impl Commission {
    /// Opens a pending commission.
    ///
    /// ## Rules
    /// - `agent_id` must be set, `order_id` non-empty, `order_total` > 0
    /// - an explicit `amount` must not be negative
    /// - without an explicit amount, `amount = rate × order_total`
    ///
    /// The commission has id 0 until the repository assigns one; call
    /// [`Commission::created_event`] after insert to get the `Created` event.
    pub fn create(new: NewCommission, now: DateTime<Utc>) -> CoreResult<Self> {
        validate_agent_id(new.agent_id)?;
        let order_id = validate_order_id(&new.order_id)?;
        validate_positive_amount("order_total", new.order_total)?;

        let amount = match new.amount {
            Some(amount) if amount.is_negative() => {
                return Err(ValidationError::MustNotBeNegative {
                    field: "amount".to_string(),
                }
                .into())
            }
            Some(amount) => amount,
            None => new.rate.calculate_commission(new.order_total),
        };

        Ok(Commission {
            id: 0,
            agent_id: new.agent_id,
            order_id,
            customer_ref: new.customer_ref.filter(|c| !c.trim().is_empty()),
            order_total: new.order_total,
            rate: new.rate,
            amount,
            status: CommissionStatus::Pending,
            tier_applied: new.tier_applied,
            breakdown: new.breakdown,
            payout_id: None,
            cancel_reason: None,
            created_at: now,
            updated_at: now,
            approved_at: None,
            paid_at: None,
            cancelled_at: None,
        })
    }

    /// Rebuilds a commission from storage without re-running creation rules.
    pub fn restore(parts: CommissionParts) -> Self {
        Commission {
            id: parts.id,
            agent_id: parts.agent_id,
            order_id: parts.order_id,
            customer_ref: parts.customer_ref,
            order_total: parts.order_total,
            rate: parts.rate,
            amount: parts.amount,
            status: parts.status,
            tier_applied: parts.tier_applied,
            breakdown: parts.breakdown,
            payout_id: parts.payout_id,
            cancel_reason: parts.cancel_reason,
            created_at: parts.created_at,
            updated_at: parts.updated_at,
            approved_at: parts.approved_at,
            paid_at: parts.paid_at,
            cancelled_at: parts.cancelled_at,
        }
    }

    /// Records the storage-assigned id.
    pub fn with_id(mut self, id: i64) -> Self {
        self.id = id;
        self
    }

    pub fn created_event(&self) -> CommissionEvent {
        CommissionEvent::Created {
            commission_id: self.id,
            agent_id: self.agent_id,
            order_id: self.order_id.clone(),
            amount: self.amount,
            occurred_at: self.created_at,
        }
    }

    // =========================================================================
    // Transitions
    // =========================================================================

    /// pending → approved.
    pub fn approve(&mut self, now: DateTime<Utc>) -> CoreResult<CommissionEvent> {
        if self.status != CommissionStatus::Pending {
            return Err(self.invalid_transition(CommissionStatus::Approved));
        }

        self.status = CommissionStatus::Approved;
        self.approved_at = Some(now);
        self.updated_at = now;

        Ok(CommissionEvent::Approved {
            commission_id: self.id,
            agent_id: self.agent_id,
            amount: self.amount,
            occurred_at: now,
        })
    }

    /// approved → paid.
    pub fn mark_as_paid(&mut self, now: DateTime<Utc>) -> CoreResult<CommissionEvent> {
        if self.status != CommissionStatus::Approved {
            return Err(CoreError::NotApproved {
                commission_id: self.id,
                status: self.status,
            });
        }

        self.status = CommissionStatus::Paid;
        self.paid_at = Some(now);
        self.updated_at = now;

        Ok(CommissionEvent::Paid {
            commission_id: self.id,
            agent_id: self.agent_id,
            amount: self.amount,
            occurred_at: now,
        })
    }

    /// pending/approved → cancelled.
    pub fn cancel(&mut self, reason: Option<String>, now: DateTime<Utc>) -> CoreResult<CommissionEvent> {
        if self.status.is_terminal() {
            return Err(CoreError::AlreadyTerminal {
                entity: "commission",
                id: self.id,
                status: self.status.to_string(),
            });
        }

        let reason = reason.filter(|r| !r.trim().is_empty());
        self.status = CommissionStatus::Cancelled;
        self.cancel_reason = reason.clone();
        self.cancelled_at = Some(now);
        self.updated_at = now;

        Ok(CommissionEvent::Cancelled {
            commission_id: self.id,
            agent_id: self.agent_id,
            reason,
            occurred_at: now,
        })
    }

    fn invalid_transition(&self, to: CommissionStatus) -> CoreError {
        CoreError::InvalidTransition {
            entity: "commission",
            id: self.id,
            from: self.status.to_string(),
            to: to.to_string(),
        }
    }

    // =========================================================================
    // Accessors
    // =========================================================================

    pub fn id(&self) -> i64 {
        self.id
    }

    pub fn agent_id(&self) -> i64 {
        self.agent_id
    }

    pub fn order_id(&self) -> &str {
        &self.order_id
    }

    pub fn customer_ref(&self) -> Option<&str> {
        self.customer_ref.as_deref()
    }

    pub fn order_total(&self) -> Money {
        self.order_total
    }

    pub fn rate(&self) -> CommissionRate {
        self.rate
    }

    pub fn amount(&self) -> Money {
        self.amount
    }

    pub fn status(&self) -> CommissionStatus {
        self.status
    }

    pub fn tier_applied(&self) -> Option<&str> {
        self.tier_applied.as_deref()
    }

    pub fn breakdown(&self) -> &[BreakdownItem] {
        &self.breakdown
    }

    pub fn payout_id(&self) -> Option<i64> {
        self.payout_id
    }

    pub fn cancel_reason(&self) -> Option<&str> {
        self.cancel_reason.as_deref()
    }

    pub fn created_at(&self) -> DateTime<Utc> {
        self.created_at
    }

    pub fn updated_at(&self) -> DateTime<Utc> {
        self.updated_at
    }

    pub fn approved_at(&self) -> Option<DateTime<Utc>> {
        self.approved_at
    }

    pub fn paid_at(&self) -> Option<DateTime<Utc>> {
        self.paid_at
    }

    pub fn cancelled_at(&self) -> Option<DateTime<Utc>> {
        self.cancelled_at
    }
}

YOUR TASK = Would you write down every record again, exactly?

ANSWER TO THIS EXERCISE =
impl Commission {
    /// Opens a pending commission.
    ///
    /// ## Rules
    /// - `agent_id` must be set, `order_id` non-empty, `order_total` > 0
    /// - an explicit `amount` must not be negative
    /// - without an explicit amount, `amount = rate × order_total`
    ///
    /// The commission has id 0 until the repository assigns one; call
    /// [`Commission::created_event`] after insert to get the `Created` event.
    pub fn create(new: NewCommission, now: DateTime<Utc>) -> CoreResult<Self> {
        validate_agent_id(new.agent_id)?;
        let order_id = validate_order_id(&new.order_id)?;
        validate_positive_amount("order_total", new.order_total)?;

        let amount = match new.amount {
            Some(amount) if amount.is_negative() => {
                return Err(ValidationError::MustNotBeNegative {
                    field: "amount".to_string(),
                }
                .into())
            }
            Some(amount) => amount,
            None => new.rate.calculate_commission(new.order_total),
        };

        Ok(Commission {
            id: 0,
            agent_id: new.agent_id,
            order_id,
            customer_ref: new.customer_ref.filter(|c| !c.trim().is_empty()),
            order_total: new.order_total,
            rate: new.rate,
            amount,
            status: CommissionStatus::Pending,
            tier_applied: new.tier_applied,
            breakdown: new.breakdown,
            payout_id: None,
            cancel_reason: None,
            created_at: now,
            updated_at: now,
            approved_at: None,
            paid_at: None,
            cancelled_at: None,
        })
    }

    /// Rebuilds a commission from storage without re-running creation rules.
    pub fn restore(parts: CommissionParts) -> Self {
        Commission {
            id: parts.id,
            agent_id: parts.agent_id,
            order_id: parts.order_id,
            customer_ref: parts.customer_ref,
            order_total: parts.order_total,
            rate: parts.rate,
            amount: parts.amount,
            status: parts.status,
            tier_applied: parts.tier_applied,
            breakdown: parts.breakdown,
            payout_id: parts.payout_id,
            cancel_reason: parts.cancel_reason,
            created_at: parts.created_at,
            updated_at: parts.updated_at,
            approved_at: parts.approved_at,
            paid_at: parts.paid_at,
            cancelled_at: parts.cancelled_at,
        }
    }

    /// Records the storage-assigned id.
    pub fn with_id(mut self, id: i64) -> Self {
        self.id = id;
        self
    }

    pub fn created_event(&self) -> CommissionEvent {
        CommissionEvent::Created {
            commission_id: self.id,
            agent_id: self.agent_id,
            order_id: self.order_id.clone(),
            amount: self.amount,
            occurred_at: self.created_at,
        }
    }

    // =========================================================================
    // Transitions
    // =========================================================================

    /// pending → approved.
    pub fn approve(&mut self, now: DateTime<Utc>) -> CoreResult<CommissionEvent> {
        if self.status != CommissionStatus::Pending {
            return Err(self.invalid_transition(CommissionStatus::Approved));
        }

        self.status = CommissionStatus::Approved;
        self.approved_at = Some(now);
        self.updated_at = now;

        Ok(CommissionEvent::Approved {
            commission_id: self.id,
            agent_id: self.agent_id,
            amount: self.amount,
            occurred_at: now,
        })
    }

    /// approved → paid.
    pub fn mark_as_paid(&mut self, now: DateTime<Utc>) -> CoreResult<CommissionEvent> {
        if self.status != CommissionStatus::Approved {
            return Err(CoreError::NotApproved {
                commission_id: self.id,
                status: self.status,
            });
        }

        self.status = CommissionStatus::Paid;
        self.paid_at = Some(now);
        self.updated_at = now;

        Ok(CommissionEvent::Paid {
            commission_id: self.id,
            agent_id: self.agent_id,
            amount: self.amount,
            occurred_at: now,
        })
    }

    /// pending/approved → cancelled.
    pub fn cancel(&mut self, reason: Option<String>, now: DateTime<Utc>) -> CoreResult<CommissionEvent> {
        if self.status.is_terminal() {
            return Err(CoreError::AlreadyTerminal {
                entity: "commission",
                id: self.id,
                status: self.status.to_string(),
            });
        }

        let reason = reason.filter(|r| !r.trim().is_empty());
        self.status = CommissionStatus::Cancelled;
        self.cancel_reason = reason.clone();
        self.cancelled_at = Some(now);
        self.updated_at = now;

        Ok(CommissionEvent::Cancelled {
            commission_id: self.id,
            agent_id: self.agent_id,
            reason,
            occurred_at: now,
        })
    }

    fn invalid_transition(&self, to: CommissionStatus) -> CoreError {
        CoreError::InvalidTransition {
            entity: "commission",
            id: self.id,
            from: self.status.to_string(),
            to: to.to_string(),
        }
    }

    // =========================================================================
    // Accessors
    // =========================================================================

    pub fn id(&self) -> i64 {
        self.id
    }

    pub fn agent_id(&self) -> i64 {
        self.agent_id
    }

    pub fn order_id(&self) -> &str {
        &self.order_id
    }

    pub fn customer_ref(&self) -> Option<&str> {
        self.customer_ref.as_deref()
    }

    pub fn order_total(&self) -> Money {
        self.order_total
    }

    pub fn rate(&self) -> CommissionRate {
        self.rate
    }

    pub fn amount(&self) -> Money {
        self.amount
    }

    pub fn status(&self) -> CommissionStatus {
        self.status
    }

    pub fn tier_applied(&self) -> Option<&str> {
        self.tier_applied.as_deref()
    }

    pub fn breakdown(&self) -> &[BreakdownItem] {
        &self.breakdown
    }

    pub fn payout_id(&self) -> Option<i64> {
        self.payout_id
    }

    pub fn cancel_reason(&self) -> Option<&str> {
        self.cancel_reason.as_deref()
    }

    pub fn created_at(&self) -> DateTime<Utc> {
        self.created_at
    }

    pub fn updated_at(&self) -> DateTime<Utc> {
        self.updated_at
    }

    pub fn approved_at(&self) -> Option<DateTime<Utc>> {
        self.approved_at
    }

    pub fn paid_at(&self) -> Option<DateTime<Utc>> {
        self.paid_at
    }

    pub fn cancelled_at(&self) -> Option<DateTime<Utc>> {
        self.cancelled_at
    }
}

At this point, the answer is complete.